May we stay short if need be.
May we laugh
about how we all belong
to a family by birth,
or a family of choice,
or both…
a family inevitably made
of banditos, pirates, the winged,
the clueless, the closedmouthed,
the wicked, the shy, the introverted,
the lampshade wearers, the moaners and
groaners, the visionaries and the saints,
the bums, the hags and crazy people.
May we laugh.
There is almost nothing more poignant
than holidays
to make many of us think we might be trapped
in a beautiful, horrible, brutal, wonderous,
dark and miraculous movie…
and that the last many pages of the script
are not yet written…
that we will have to wait and see…
that we will have to live forward and see…
and… May we laugh.
with kind regards from TMV and from Dr.

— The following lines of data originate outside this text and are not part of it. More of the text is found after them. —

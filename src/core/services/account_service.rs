//! Balance reconciliation for accounts.

use chrono::NaiveDate;
use uuid::Uuid;

use crate::errors::EngineResult;
use crate::ledger::entry::{Entry, EntryKind, EntryStatus};
use crate::storage::{DocumentStore, EntryFilter};

/// Recomputes and adjusts cached account balances from completed entries.
pub struct AccountService;

impl AccountService {
    /// Derives the account balance from scratch: initial balance plus every
    /// completed entry's signed effect. Pending and cancelled entries are
    /// ignored.
    pub fn recompute_balance(store: &dyn DocumentStore, account_id: Uuid) -> EngineResult<i64> {
        let account = store.account(account_id)?;
        let entries = store.entries(&EntryFilter::default())?;
        let movement: i64 = entries
            .iter()
            .filter(|entry| entry.status == EntryStatus::Completed)
            .map(|entry| entry.balance_effect_on(account_id))
            .sum();
        Ok(account.initial_balance_cents + movement)
    }

    /// Recomputes the balance and writes it back to the cached field.
    pub fn refresh_balance(store: &dyn DocumentStore, account_id: Uuid) -> EngineResult<i64> {
        let balance = Self::recompute_balance(store, account_id)?;
        let mut account = store.account(account_id)?;
        account.balance_cents = balance;
        store.upsert_account(&account)?;
        Ok(balance)
    }

    /// Reconciles drift by recording one synthetic completed entry for the
    /// difference and pinning the cached balance to the requested value. The
    /// cache is set directly rather than replayed through the synthetic
    /// entry, so repeated adjustments cannot accumulate drift.
    pub fn adjust(
        store: &dyn DocumentStore,
        today: NaiveDate,
        account_id: Uuid,
        new_balance_cents: i64,
    ) -> EngineResult<Option<Entry>> {
        let current = Self::recompute_balance(store, account_id)?;
        let delta = new_balance_cents - current;
        let mut account = store.account(account_id)?;

        if delta == 0 {
            account.balance_cents = new_balance_cents;
            store.upsert_account(&account)?;
            return Ok(None);
        }

        let kind = if delta > 0 {
            EntryKind::Income
        } else {
            EntryKind::Expense
        };
        let adjustment = Entry::new(kind, delta.abs(), "Balance adjustment", today)
            .with_account(account_id)
            .with_status(EntryStatus::Completed);
        store.insert_entry(&adjustment)?;

        account.balance_cents = new_balance_cents;
        store.upsert_account(&account)?;
        tracing::info!(
            "adjusted account {} by {} cents to {}",
            account_id,
            delta,
            new_balance_cents
        );
        Ok(Some(adjustment))
    }

    /// Applies one entry's completed contribution to the cached balances of
    /// the accounts it touches. `sign` is +1 when the contribution enters
    /// the ledger and -1 when it leaves. No-op for non-completed entries.
    pub(crate) fn apply_entry_to_caches(
        store: &dyn DocumentStore,
        entry: &Entry,
        sign: i64,
    ) -> EngineResult<()> {
        if entry.status != EntryStatus::Completed {
            return Ok(());
        }
        let mut touched = vec![];
        if let Some(account_id) = entry.account_id {
            touched.push(account_id);
        }
        if let Some(destination) = entry.destination_account_id {
            if Some(destination) != entry.account_id {
                touched.push(destination);
            }
        }
        for account_id in touched {
            let effect = entry.balance_effect_on(account_id);
            if effect == 0 {
                continue;
            }
            let mut account = store.account(account_id)?;
            account.balance_cents += sign * effect;
            store.upsert_account(&account)?;
        }
        Ok(())
    }
}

E
for your Holiday today.
Poem “May We Laugh” from La Pasionaria, The Bright Angel manuscript, by C.P. Estés, ©2000, 2011, Creative Commons copyright: alright to copy and repost as is, in entirity, with citation of titles and author’s name and this notice in full. The book La Pasionaria/The Bright Angel, Collected Stories and Poems of Clarissa Pinkola Estés will be published in hardcover in 2014 from SoundsTrue Books who are also the publisher for her book Untie The Strong Woman [about Our Lady of Guadalupe in our times].
CODA
Many are familiar with Norman Rockwell’s famous Thanksgiving Dinner painting of folks around the table and the elders serving the turkey. This one is also by Norman Rockwell, and I prefer it, and hope you will like seeing it too, as it is a thoughtful meditation all of its own I think. It was painted in the midst of WWII, and it shows a refugee girl whom a GI has given his coat to help her stay warm in the prevailing winds of weather and of war. Let us aim strong good thought and actions –and pray for all from Congo to Philippines, from our own family to all within our reach. A kindliness, no matter how small or large, helps. Let’s.